Jakarta (ANTARA) - Komisi Pemberantasan Korupsi (KPK) menyita satu unit mobil Toyota Land Cruiser milik tersangka anggota DPR RI dari Fraksi Partai Golkar Markus Nari (MN) dalam penyidikan kasus korupsi pengadaan paket penerapan paket penerapan KTP-e.

"Kemarin (Selasa, 7/5), KPK melakukan penyitaan terhadap satu unit mobil Toyota Land Cruiser warna hitam yang diduga merupakan milik tersangka MN dan dimasukkan sebagai salah satu barang bukti dalam perkara ini," kata Juru Bicara KPK Febri Diansyah di Jakarta, Rabu.

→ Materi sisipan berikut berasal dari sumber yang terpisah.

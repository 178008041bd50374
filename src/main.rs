use std::path::PathBuf;
use std::process::ExitCode;
use std::sync::Arc;

use clap::{Parser, Subcommand};
use reqwest::Method;
use reqwest::multipart::{Form, Part};
use serde_json::Value;

use hr_console_client::{ApiClient, ApiError, Config, MemoryToken, QueryParams, SessionStore, TokenSource, logging};

#[derive(Parser, Debug)]
#[command(name = "hr-console", version, about = "Command-line access to the HR console backend")]
struct Cli {
    /// Overrides HR_API_BASE_URL.
    #[arg(long, global = true)]
    base_url: Option<String>,

    #[command(subcommand)]
    command: Command,
}

#[derive(Subcommand, Debug)]
enum Command {
    /// GET a path, optionally with query parameters.
    Get {
        path: String,
        #[arg(short = 'q', long = "param", value_parser = parse_pair)]
        params: Vec<(String, String)>,
    },
    Post { path: String, json: String },
    Put { path: String, json: String },
    Patch { path: String, json: String },
    Delete { path: String },
    /// Multipart upload.
    Upload {
        path: String,
        #[arg(long = "field", value_parser = parse_pair)]
        fields: Vec<(String, String)>,
        /// name=path of a local file
        #[arg(long = "file", value_parser = parse_pair)]
        files: Vec<(String, String)>,
        #[arg(long, default_value = "POST")]
        method: String,
    },
    /// Manage the saved session token.
    Token {
        #[command(subcommand)]
        action: TokenAction,
    },
    /// Print the public IP writes are tagged with.
    Ip,
}

#[derive(Subcommand, Debug)]
enum TokenAction {
    Set {
        token: String,
        #[arg(long)]
        user: Option<String>,
    },
    Clear,
    Show,
}

fn parse_pair(raw: &str) -> Result<(String, String), String> {
    raw.split_once('=')
        .map(|(k, v)| (k.to_string(), v.to_string()))
        .ok_or_else(|| format!("expected key=value, got {}", raw))
}

/// Non-2xx write results exit with this code.
const EXIT_REJECTED: u8 = 2;

#[tokio::main]
async fn main() -> ExitCode {
    let cli = Cli::parse();

    let mut config = match Config::from_env() {
        Ok(config) => config,
        Err(e) => {
            eprintln!("Could not load configuration: {}", e);
            return ExitCode::FAILURE;
        }
    };
    if let Some(base_url) = cli.base_url.clone() {
        config.api_base_url = base_url;
    }

    if let Err(e) = logging::init(&config.log) {
        eprintln!("Logger already installed: {}", e);
    }
    log::debug!("API base URL: {}", config.api_base_url);

    match run(cli.command, &config).await {
        Ok(code) => code,
        Err(e) => {
            log::error!("{}", e);
            ExitCode::FAILURE
        }
    }
}

async fn run(command: Command, config: &Config) -> Result<ExitCode, Box<dyn std::error::Error>> {
    let session = SessionStore::new(&config.session_path);
    let tokens: Arc<dyn TokenSource> = match &config.auth_token {
        Some(token) => Arc::new(MemoryToken::new(Some(token.clone()))),
        None => Arc::new(session.clone()),
    };
    let api = ApiClient::from_config(config, tokens)?;

    let envelope = match command {
        Command::Get { path, params } => {
            let params: QueryParams = params.into_iter().collect();
            let body = api.get_with_params(&path, &params).await?;
            print_json(&body)?;
            return Ok(ExitCode::SUCCESS);
        }
        Command::Ip => {
            println!("{}", api.public_ip().await);
            return Ok(ExitCode::SUCCESS);
        }
        Command::Post { path, json } => api.post(&path, &parse_json(&json)?).await?,
        Command::Put { path, json } => api.put(&path, &parse_json(&json)?).await?,
        Command::Patch { path, json } => api.patch(&path, &parse_json(&json)?).await?,
        Command::Delete { path } => api.delete(&path).await?,
        Command::Upload {
            path,
            fields,
            files,
            method,
        } => {
            let method = Method::from_bytes(method.to_uppercase().as_bytes())?;
            api.upload_with(method, &path, build_form(fields, files).await?).await?
        }
        Command::Token { action } => {
            token_command(action, &session, config)?;
            return Ok(ExitCode::SUCCESS);
        }
    };

    print_json(&envelope)?;
    Ok(if envelope.ok {
        ExitCode::SUCCESS
    } else {
        ExitCode::from(EXIT_REJECTED)
    })
}

fn token_command(action: TokenAction, session: &SessionStore, config: &Config) -> Result<(), Box<dyn std::error::Error>> {
    match action {
        TokenAction::Set { token, user } => {
            session.save(token, user)?;
            println!("Token saved to {}", session.path().display());
        }
        TokenAction::Clear => {
            session.clear()?;
            println!("Token cleared");
        }
        TokenAction::Show => {
            let saved = session.load()?;
            print_json(&serde_json::json!({
                "user": saved.user,
                "saved_at": saved.saved_at,
                "has_token": session.token().is_some(),
                "env_token": config.auth_token.is_some(),
            }))?;
        }
    }
    Ok(())
}

fn parse_json(raw: &str) -> Result<Value, ApiError> {
    serde_json::from_str(raw).map_err(|e| ApiError::Payload(format!("invalid JSON argument: {}", e)))
}

async fn build_form(fields: Vec<(String, String)>, files: Vec<(String, String)>) -> Result<Form, ApiError> {
    let mut form = Form::new();
    for (name, value) in fields {
        form = form.text(name, value);
    }
    for (name, path) in files {
        let path = PathBuf::from(path);
        let bytes = tokio::fs::read(&path).await?;
        let file_name = path
            .file_name()
            .map(|n| n.to_string_lossy().into_owned())
            .unwrap_or_else(|| name.clone());
        form = form.part(name, Part::bytes(bytes).file_name(file_name));
    }
    Ok(form)
}

fn print_json<T: serde::Serialize>(value: &T) -> Result<(), serde_json::Error> {
    println!("{}", serde_json::to_string_pretty(value)?);
    Ok(())
}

Dalam penyidikan kasus itu, KPK pada Rabu juga memeriksa Sekjen DPR RI Indra Iskandar sebagai saksi untuk tersangka Markus Nari.

"Penyidik mengonfirmasi pengetahuan saksi terkait keanggotaan tersangka MN sebagai anggota DPR RI," ucap Febri.

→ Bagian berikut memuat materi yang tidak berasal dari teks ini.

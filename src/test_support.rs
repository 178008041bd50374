//! In-process HTTP backend for tests. Records every request and answers with
//! whatever the supplied handler returns.

use std::convert::Infallible;
use std::net::{SocketAddr, TcpListener};
use std::sync::{Arc, Mutex, OnceLock};

use hyper::service::{make_service_fn, service_fn};
use hyper::{Body, Request, Response, Server};
use serde_json::Value;

#[derive(Debug, Clone)]
pub struct Recorded {
    pub method: String,
    pub uri: String,
    pub headers: hyper::HeaderMap,
    pub body: Vec<u8>,
}

impl Recorded {
    pub fn path(&self) -> &str {
        self.uri.split('?').next().unwrap_or("")
    }

    pub fn header(&self, name: &str) -> Option<String> {
        self.headers.get(name).and_then(|v| v.to_str().ok()).map(str::to_string)
    }

    pub fn json(&self) -> Value {
        serde_json::from_slice(&self.body).unwrap_or(Value::Null)
    }

    pub fn body_text(&self) -> String {
        String::from_utf8_lossy(&self.body).into_owned()
    }
}

#[derive(Debug, Clone)]
pub struct Canned {
    pub status: u16,
    pub content_type: Option<String>,
    pub body: Vec<u8>,
    pub set_cookie: Option<String>,
}

impl Canned {
    pub fn json(status: u16, body: Value) -> Self {
        Canned::raw(status, Some("application/json"), body.to_string())
    }

    pub fn text(status: u16, body: &str) -> Self {
        Canned::raw(status, Some("text/plain; charset=utf-8"), body)
    }

    pub fn raw(status: u16, content_type: Option<&str>, body: impl Into<Vec<u8>>) -> Self {
        Canned {
            status,
            content_type: content_type.map(str::to_string),
            body: body.into(),
            set_cookie: None,
        }
    }

    pub fn with_cookie(mut self, cookie: &str) -> Self {
        self.set_cookie = Some(cookie.to_string());
        self
    }
}

type Handler = Arc<dyn Fn(&Recorded) -> Canned + Send + Sync>;

pub struct FakeBackend {
    addr: SocketAddr,
    requests: Arc<Mutex<Vec<Recorded>>>,
}

impl FakeBackend {
    pub async fn start<F>(handler: F) -> Self
    where
        F: Fn(&Recorded) -> Canned + Send + Sync + 'static,
    {
        let listener = TcpListener::bind("127.0.0.1:0").expect("bind test listener");
        listener.set_nonblocking(true).expect("nonblocking listener");
        let addr = listener.local_addr().expect("listener address");

        let requests: Arc<Mutex<Vec<Recorded>>> = Arc::default();
        let handler: Handler = Arc::new(handler);

        let log = requests.clone();
        let make_svc = make_service_fn(move |_| {
            let log = log.clone();
            let handler = handler.clone();
            async move {
                Ok::<_, Infallible>(service_fn(move |req: Request<Body>| {
                    let log = log.clone();
                    let handler = handler.clone();
                    async move { Ok::<_, Infallible>(respond(req, &log, &handler).await) }
                }))
            }
        });

        let server = Server::from_tcp(listener).expect("hyper server").serve(make_svc);
        tokio::spawn(server);

        FakeBackend { addr, requests }
    }

    pub fn base_url(&self) -> String {
        format!("http://{}", self.addr)
    }

    pub fn url(&self, path: &str) -> String {
        format!("{}{}", self.base_url(), path)
    }

    pub fn requests(&self) -> Vec<Recorded> {
        self.requests.lock().expect("request log").clone()
    }

    pub fn last(&self) -> Recorded {
        self.requests().pop().expect("at least one request")
    }
}

async fn respond(req: Request<Body>, log: &Mutex<Vec<Recorded>>, handler: &Handler) -> Response<Body> {
    let (parts, body) = req.into_parts();
    let body = hyper::body::to_bytes(body).await.map(|b| b.to_vec()).unwrap_or_default();
    let recorded = Recorded {
        method: parts.method.to_string(),
        uri: parts.uri.to_string(),
        headers: parts.headers,
        body,
    };

    let canned = (**handler)(&recorded);
    log.lock().expect("request log").push(recorded);

    let mut builder = Response::builder().status(canned.status);
    if let Some(ct) = &canned.content_type {
        builder = builder.header("content-type", ct.as_str());
    }
    if let Some(cookie) = &canned.set_cookie {
        builder = builder.header("set-cookie", cookie.as_str());
    }
    builder.body(Body::from(canned.body)).expect("canned response")
}

/// An address that accepts connections and never answers.
pub async fn silent_url() -> String {
    let listener = tokio::net::TcpListener::bind("127.0.0.1:0")
        .await
        .expect("bind silent listener");
    let addr = listener.local_addr().expect("silent address");
    tokio::spawn(async move {
        let mut held = Vec::new();
        while let Ok((socket, _)) = listener.accept().await {
            held.push(socket);
        }
    });
    format!("http://{}", addr)
}

/// An address nothing listens on.
pub fn closed_url() -> String {
    let listener = TcpListener::bind("127.0.0.1:0").expect("bind throwaway listener");
    let addr = listener.local_addr().expect("throwaway address");
    drop(listener);
    format!("http://{}", addr)
}

struct CaptureLogger {
    lines: Mutex<Vec<String>>,
}

impl log::Log for CaptureLogger {
    fn enabled(&self, _: &log::Metadata) -> bool {
        true
    }

    fn log(&self, record: &log::Record) {
        self.lines.lock().expect("captured logs").push(record.args().to_string());
    }

    fn flush(&self) {}
}

static CAPTURE: OnceLock<&'static CaptureLogger> = OnceLock::new();

/// Installs a process-wide logger on first use and returns every line logged
/// so far, from any test.
pub fn captured_logs() -> Vec<String> {
    let logger = CAPTURE.get_or_init(|| {
        let logger: &'static CaptureLogger = Box::leak(Box::new(CaptureLogger { lines: Mutex::new(Vec::new()) }));
        if log::set_logger(logger).is_ok() {
            log::set_max_level(log::LevelFilter::Trace);
        }
        logger
    });
    logger.lines.lock().expect("captured logs").clone()
}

Markus Nari telah ditetapkan sebagai tersangka dalam dua kasus terkait KTP-e.

Pertama, Markus Nari diduga dengan sengaja mencegah, merintangi atau menggagalkan secara langsung atau tidak langsung pemeriksaan di sidang pengadilan dalam perkara tindak pidana korupsi pengadaan paket penerapan Kartu Tanda Penduduk berbasis nomor induk kependudukan secara nasional (KTP-e) tahun 2011-2012 pada Kementerian Dalam Negeri dengan terdakwa Irman dan Sugiharto di Pengadilan Tindak Pidana Korupsi pada Pengadilan Negeri Jakarta Pusat.

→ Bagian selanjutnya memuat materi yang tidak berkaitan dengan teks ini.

pub mod api;
pub mod hr;
pub mod ip;
pub mod token;
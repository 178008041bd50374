use std::fmt::Display;

use serde::Serialize;
use serde_json::Value;

use super::segment;
use crate::client::api::{ApiClient, QueryParams, ResponseEnvelope};
use crate::error::ApiError;

pub struct EmployeesApi<'a> {
    api: &'a ApiClient,
}

impl<'a> EmployeesApi<'a> {
    pub(crate) fn new(api: &'a ApiClient) -> Self {
        EmployeesApi { api }
    }

    pub async fn list(&self, params: &QueryParams) -> Result<Value, ApiError> {
        self.api.get_with_params("/employees", params).await
    }

    pub async fn get(&self, id: impl Display) -> Result<Value, ApiError> {
        self.api.get(&format!("/employees/{}", segment(id))).await
    }

    pub async fn create<T: Serialize + ?Sized>(&self, employee: &T) -> Result<ResponseEnvelope, ApiError> {
        self.api.post("/employees", employee).await
    }

    pub async fn update<T: Serialize + ?Sized>(&self, id: impl Display, employee: &T) -> Result<ResponseEnvelope, ApiError> {
        self.api.put(&format!("/employees/{}", segment(id)), employee).await
    }

    pub async fn delete(&self, id: impl Display) -> Result<ResponseEnvelope, ApiError> {
        self.api.delete(&format!("/employees/{}", segment(id))).await
    }
}
//! Client for the HR/payroll console backend: authenticated JSON reads and
//! writes, multipart uploads, and the HR resource groupings built on them.

pub mod client;
pub mod config;
pub mod error;
pub mod logging;

#[cfg(test)]
pub(crate) mod test_support;

pub use client::api::{ApiClient, ParamValue, QueryParams, RequestOptions, ResponseEnvelope};
pub use client::ip::{PublicIp, UNKNOWN_IP};
pub use client::token::{Anonymous, MemoryToken, TokenSource};
pub use config::{Config, LogConfig, Session, SessionStore};
pub use error::{ApiError, ConfigError};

Selain itu, Markus Nari juga diduga dengan sengaja mencegah, merintangi, atau menggagalkan secara langsung atau tidak langsung penyidikan dugaan tindak pidana korupsi terhadap Miryam S Haryani dalam kasus indikasi memberikan keterangan tidak benar di Pengadilan Tindak Pidana Korupsi pada persidangan kasus KTP-e.

Atas perbuatannya tersebut, Markus Nari disangkakan melanggar Pasal 21 Undang-Undang Nomor 20 Tahun 2001 tentang Perubahan atas Undang-Undang Nomor 31 Tahun 1999 tentang Pemberantasan Tindak Pidana Korupsi.

Kedua, KPK juga menetapkan Markus Nari sebagai tersangka dugaan tindak pidana korupsi pengadaan paket penerapan Kartu Tanda Penduduk berbasis Nomor Induk Kependudukan secara nasional (KTP-e) 2011-2013 pada Kemendagri.

Markus Nari disangka melanggar pasal 2 ayat (1) atau pasal 3 Undang-Undang Nomor 20 Tahun 2001 tentang Perubahan atas Undang-Undang Nomor 31 Tahun 1999 tentang Pemberantasan Tindak Pidana Korupsi juncto pasal 55 ayat (1) ke-1 KUHP.